Work order
Only one thing is required: the number of lines in the entries below that contain "IdsArg".

☆ ☆ ☆ ☆ ☆ ☆ ☆

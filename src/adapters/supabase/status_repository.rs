//! PostgREST implementation of `StatusRepository` (`tweet_replies`).

use std::collections::HashMap;

use async_trait::async_trait;

use crate::domain::foundation::{DomainError, ResourceId};
use crate::domain::resource::StatusUpdate;
use crate::ports::StatusRepository;

use super::client::eq;
use super::rows::{IdsArg, StatusRow};
use super::SupabaseClient;

const TABLE: &str = "tweet_replies";
const COUNTS_FN: &str = "status_counts";
const LATEST_FN: &str = "latest_statuses";

/// `StatusRepository` backed by Supabase tables.
#[derive(Debug, Clone)]
pub struct SupabaseStatusRepository {
    client: SupabaseClient,
}

impl SupabaseStatusRepository {
    pub fn new(client: SupabaseClient) -> Self {
        Self { client }
    }
}

#[async_trait]
impl StatusRepository for SupabaseStatusRepository {
    async fn append(&self, status: &StatusUpdate) -> Result<(), DomainError> {
        let _: Vec<StatusRow> = self.client.insert(TABLE, &StatusRow::from(status)).await?;
        Ok(())
    }

    async fn list_for_resource(&self, id: &ResourceId) -> Result<Vec<StatusUpdate>, DomainError> {
        let rows: Vec<StatusRow> = self
            .client
            .select(
                TABLE,
                &[
                    ("select", "*".into()),
                    ("resource_id", eq(id)),
                    ("order", "created_at.desc".into()),
                ],
            )
            .await?;
        Ok(rows.into_iter().map(StatusUpdate::from).collect())
    }

    async fn count_by_resources(
        &self,
        ids: &[ResourceId],
    ) -> Result<HashMap<ResourceId, u64>, DomainError> {
        if ids.is_empty() {
            return Ok(HashMap::new());
        }
        self.client.rpc(COUNTS_FN, &IdsArg { ids }).await
    }

    async fn latest_by_resources(
        &self,
        ids: &[ResourceId],
    ) -> Result<HashMap<ResourceId, StatusUpdate>, DomainError> {
        if ids.is_empty() {
            return Ok(HashMap::new());
        }
        let rows: Vec<StatusRow> = self.client.rpc(LATEST_FN, &IdsArg { ids }).await?;
        Ok(rows
            .into_iter()
            .map(|row| (row.resource_id, StatusUpdate::from(row)))
            .collect())
    }
}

☆ ☆ ☆ ☆ ☆ ☆ ☆

Completed task
3